FEATURES Nyabinghi is Reggae’s Root, and Ras Michael is Keeping the Tradition Alive By Jeremy Steinberger · March 06, 2020

Ras Michael listens carefully and quietly in the passenger seat of my car as “Toast,” by popular Jamaican artist Koffee, plays through the speakers. He wants to hear how far reggae’s come since he was churning out Nyabinghi records in the ‘70s.
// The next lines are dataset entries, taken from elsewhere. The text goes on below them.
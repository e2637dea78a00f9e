//! 설정 키 존재 확인
//!
//! 동반 서비스가 배포되어 있으면 대시보드가 해당 서비스 정보를 클러스터의
//! config-key 저장소에 등록했어야 합니다.

use tracing::info;

use dashprobe_model::ModelClient;

use crate::error::DashboardError;

const SCENARIO: &str = "ceph_keys";

/// 대시보드 모듈 설정 키 접두어
const DASHBOARD_KEY_PREFIX: &str = "config/mgr/mgr/dashboard/";

/// 애플리케이션 -> 대시보드 모듈 설정 키
const DASHBOARD_KEYS: &[(&str, &[&str])] = &[
    ("ceph-radosgw", &["RGW_API_ACCESS_KEY", "RGW_API_SECRET_KEY"]),
    ("grafana", &["GRAFANA_API_URL"]),
    ("prometheus", &["PROMETHEUS_API_HOST"]),
];

/// iSCSI 게이트웨이 설정 키 (접두어 없음)
const ISCSI_KEY: &str = "mgr/dashboard/_iscsi_config";

/// 배포된 애플리케이션에서 기대되는 config-key 목록을 만듭니다.
pub fn expected_config_keys<S: AsRef<str>>(applications: &[S]) -> Vec<String> {
    let present = |name: &str| applications.iter().any(|a| a.as_ref() == name);

    let mut keys: Vec<String> = DASHBOARD_KEYS
        .iter()
        .filter(|(app, _)| present(*app))
        .flat_map(|(_, names)| names.iter().map(|n| format!("{DASHBOARD_KEY_PREFIX}{n}")))
        .collect();
    if present("ceph-iscsi") {
        keys.push(ISCSI_KEY.to_owned());
    }
    keys
}

/// 리더 유닛에서 `ceph config-key exists <key>`를 실행합니다.
///
/// 첫 번째로 0이 아닌 종료 코드에서 해당 키를 담아 실패합니다.
pub async fn check_config_keys<M: ModelClient>(
    model: &M,
    application: &str,
    keys: &[String],
) -> Result<(), DashboardError> {
    for key in keys {
        info!(key = %key, "checking config key exists");
        let outcome = model
            .run_on_leader(application, &format!("ceph config-key exists {key}"))
            .await?;
        if !outcome.succeeded() {
            return Err(DashboardError::assertion(
                SCENARIO,
                format!(
                    "config key '{key}' missing on {} (exit code {}): {}",
                    outcome.unit,
                    outcome.code,
                    outcome.stderr.trim()
                ),
            ));
        }
    }
    Ok(())
}

/// 모델의 애플리케이션 목록에서 키를 도출해 모두 확인합니다.
pub async fn check_expected_keys<M: ModelClient>(
    model: &M,
    application: &str,
) -> Result<Vec<String>, DashboardError> {
    let applications = model.application_names().await?;
    let keys = expected_config_keys(applications.as_slice());
    check_config_keys(model, application, &keys).await?;
    Ok(keys)
}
His head is wrapped in a white scarf with red, gold, and green trim, his neck blanketed by a cloudy beard dreaded down to his stomach. He has the steady disposition of a man spiritually elevated above the hubbub of L.A. traffic. Michael was the first member of the Rastafarian movement to host a radio program in Jamaica. He’d become a soldier of Jah, translating his teachings through Nyabinghi, a sacred Rastafarian drumming tradition. When Jamaicans united across political lines at the historically monumental One Love Peace Concert in 1978, it was Ras Michael and The Sons of Negus—a rotating cast of island all-stars including Peter Tosh, Robbie Shakespeare, and Earl “Chinna” Smith—who performed the Ethiopian national anthem.

Something about the 20-year-old Koffee’s sound resonates with the 77-year old Ras Michael. When the third chorus comes in he lets out a giggle and a review: “Me love the beat, man, and how she come out about the blessings.”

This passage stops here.